▶ _Data under study_
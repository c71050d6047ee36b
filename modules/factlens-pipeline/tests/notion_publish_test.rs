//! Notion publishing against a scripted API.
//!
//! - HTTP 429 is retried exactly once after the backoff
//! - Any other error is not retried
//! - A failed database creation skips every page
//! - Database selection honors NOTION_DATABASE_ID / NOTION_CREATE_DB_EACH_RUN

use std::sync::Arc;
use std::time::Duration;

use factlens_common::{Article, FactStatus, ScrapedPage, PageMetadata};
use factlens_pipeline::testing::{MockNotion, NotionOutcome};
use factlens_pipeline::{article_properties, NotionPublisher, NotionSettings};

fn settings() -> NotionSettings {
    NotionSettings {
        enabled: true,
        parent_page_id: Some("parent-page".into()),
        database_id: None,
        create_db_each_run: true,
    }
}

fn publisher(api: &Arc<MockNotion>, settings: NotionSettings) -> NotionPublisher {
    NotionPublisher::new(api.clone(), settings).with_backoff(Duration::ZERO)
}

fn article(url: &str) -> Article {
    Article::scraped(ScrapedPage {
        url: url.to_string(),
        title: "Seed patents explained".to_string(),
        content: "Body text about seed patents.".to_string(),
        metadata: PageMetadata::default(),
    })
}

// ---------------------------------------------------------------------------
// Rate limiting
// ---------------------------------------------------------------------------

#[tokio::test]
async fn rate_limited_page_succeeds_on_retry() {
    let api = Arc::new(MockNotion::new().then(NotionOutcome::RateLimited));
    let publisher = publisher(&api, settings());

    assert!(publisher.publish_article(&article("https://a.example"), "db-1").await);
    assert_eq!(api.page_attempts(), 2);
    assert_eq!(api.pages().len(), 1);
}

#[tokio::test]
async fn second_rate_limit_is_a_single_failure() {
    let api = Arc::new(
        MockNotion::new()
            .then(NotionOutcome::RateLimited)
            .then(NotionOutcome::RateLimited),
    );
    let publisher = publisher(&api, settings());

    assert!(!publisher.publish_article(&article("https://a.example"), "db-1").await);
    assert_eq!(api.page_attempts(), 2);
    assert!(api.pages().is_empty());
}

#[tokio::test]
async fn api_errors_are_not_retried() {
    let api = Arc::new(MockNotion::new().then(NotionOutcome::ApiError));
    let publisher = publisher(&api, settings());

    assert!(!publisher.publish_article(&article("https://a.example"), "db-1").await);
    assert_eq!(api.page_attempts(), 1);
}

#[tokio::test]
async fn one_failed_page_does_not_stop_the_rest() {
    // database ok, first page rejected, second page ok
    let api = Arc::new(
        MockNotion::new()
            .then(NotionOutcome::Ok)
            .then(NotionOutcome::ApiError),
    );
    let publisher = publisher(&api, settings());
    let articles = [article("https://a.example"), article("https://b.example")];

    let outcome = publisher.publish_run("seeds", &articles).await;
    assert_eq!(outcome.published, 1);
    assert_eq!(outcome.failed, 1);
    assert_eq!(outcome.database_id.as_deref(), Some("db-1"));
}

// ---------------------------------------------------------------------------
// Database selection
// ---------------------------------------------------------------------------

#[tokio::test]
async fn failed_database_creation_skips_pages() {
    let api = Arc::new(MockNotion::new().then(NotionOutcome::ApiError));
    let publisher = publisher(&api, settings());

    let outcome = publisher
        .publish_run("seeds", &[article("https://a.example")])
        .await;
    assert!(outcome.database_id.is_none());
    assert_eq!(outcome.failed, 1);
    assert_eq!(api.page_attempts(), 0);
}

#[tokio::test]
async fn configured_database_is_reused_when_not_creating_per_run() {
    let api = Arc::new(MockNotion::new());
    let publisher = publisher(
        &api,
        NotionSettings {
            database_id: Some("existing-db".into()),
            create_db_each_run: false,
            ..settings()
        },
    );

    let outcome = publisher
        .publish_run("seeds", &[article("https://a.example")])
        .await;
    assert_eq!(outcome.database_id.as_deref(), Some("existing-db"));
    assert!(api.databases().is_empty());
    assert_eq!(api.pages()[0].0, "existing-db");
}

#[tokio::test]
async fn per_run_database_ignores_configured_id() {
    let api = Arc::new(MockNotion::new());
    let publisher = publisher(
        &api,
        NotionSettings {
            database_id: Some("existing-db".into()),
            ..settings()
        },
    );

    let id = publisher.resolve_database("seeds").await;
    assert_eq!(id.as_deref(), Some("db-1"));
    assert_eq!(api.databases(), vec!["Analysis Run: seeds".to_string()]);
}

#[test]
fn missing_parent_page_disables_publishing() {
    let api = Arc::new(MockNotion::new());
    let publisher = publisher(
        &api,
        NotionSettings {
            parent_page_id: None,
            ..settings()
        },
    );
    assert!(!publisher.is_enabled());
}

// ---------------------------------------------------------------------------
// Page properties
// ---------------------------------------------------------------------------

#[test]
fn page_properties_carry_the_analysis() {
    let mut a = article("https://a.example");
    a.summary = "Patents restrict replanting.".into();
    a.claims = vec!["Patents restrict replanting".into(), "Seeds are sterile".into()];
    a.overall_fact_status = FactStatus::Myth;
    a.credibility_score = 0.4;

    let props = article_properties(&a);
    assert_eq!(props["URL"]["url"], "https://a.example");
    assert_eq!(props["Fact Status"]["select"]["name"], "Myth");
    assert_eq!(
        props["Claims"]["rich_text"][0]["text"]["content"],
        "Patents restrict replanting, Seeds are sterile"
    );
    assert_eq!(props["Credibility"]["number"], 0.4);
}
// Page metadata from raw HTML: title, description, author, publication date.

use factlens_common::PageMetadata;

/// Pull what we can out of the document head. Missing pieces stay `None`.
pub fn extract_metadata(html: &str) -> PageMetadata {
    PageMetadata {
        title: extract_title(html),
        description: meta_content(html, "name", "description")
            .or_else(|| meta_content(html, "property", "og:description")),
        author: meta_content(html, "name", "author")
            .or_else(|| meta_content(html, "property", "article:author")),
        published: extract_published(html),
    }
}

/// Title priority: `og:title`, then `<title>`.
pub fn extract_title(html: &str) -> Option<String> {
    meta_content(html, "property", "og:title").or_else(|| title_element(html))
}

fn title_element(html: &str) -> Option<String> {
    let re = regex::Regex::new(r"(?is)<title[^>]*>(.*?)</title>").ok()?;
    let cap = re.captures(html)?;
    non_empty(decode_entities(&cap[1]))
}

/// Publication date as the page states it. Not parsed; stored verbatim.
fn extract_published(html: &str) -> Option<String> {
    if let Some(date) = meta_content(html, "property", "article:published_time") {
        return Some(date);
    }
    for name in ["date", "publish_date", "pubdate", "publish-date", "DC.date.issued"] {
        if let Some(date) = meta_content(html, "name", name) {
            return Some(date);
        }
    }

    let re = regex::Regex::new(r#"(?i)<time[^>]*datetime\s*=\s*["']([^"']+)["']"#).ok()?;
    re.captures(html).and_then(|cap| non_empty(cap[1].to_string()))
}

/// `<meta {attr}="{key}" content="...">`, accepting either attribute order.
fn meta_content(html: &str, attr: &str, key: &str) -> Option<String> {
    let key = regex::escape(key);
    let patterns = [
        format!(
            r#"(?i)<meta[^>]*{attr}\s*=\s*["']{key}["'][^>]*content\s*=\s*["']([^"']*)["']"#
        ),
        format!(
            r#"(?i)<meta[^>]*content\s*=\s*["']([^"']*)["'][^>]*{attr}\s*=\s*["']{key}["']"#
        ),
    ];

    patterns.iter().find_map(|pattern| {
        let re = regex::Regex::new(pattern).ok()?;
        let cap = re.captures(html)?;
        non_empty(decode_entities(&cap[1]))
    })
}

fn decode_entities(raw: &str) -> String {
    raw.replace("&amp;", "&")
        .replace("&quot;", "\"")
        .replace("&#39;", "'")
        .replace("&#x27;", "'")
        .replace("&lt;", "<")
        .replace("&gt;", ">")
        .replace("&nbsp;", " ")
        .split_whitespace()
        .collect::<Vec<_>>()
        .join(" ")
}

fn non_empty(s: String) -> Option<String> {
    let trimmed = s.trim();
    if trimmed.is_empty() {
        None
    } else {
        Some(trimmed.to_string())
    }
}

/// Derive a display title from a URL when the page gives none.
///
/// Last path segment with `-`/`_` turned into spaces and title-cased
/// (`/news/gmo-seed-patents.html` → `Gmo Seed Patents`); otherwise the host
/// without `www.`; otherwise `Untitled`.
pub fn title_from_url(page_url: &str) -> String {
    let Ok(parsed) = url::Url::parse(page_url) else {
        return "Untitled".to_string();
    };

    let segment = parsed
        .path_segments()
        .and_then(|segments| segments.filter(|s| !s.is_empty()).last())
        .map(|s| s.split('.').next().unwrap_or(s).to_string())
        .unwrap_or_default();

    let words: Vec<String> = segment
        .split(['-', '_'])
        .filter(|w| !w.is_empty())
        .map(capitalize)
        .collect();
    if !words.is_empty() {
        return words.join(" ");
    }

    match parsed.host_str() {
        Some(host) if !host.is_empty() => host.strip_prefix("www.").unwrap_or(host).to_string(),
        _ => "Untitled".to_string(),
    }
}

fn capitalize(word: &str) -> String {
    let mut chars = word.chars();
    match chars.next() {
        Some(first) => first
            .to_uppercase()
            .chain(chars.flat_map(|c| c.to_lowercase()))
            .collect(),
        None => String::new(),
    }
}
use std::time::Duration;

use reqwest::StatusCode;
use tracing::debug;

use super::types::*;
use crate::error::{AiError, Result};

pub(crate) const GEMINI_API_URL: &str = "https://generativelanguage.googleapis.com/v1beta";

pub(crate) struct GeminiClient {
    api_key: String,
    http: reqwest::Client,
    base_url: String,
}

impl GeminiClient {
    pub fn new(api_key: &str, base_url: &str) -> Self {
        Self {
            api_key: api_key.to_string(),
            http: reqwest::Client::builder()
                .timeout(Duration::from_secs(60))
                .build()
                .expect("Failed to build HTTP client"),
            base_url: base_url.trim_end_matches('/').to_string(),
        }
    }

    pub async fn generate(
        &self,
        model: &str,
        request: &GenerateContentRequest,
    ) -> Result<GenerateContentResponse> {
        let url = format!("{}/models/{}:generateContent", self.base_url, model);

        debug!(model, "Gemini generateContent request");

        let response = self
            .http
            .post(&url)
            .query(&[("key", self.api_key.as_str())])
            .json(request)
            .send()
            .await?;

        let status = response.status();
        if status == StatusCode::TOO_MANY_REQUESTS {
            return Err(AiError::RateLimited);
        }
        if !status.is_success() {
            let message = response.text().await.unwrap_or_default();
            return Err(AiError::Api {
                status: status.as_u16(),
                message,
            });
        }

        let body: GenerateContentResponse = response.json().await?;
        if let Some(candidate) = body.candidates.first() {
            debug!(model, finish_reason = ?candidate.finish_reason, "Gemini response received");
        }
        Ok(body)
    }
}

▶ _Activity_
The lines to return are those in the material above that hold "RateLimited".

▶ _Exercise result_
    let api = Arc::new(MockNotion::new().then(NotionOutcome::RateLimited));
            .then(NotionOutcome::RateLimited)
            .then(NotionOutcome::RateLimited),
            return Err(AiError::RateLimited);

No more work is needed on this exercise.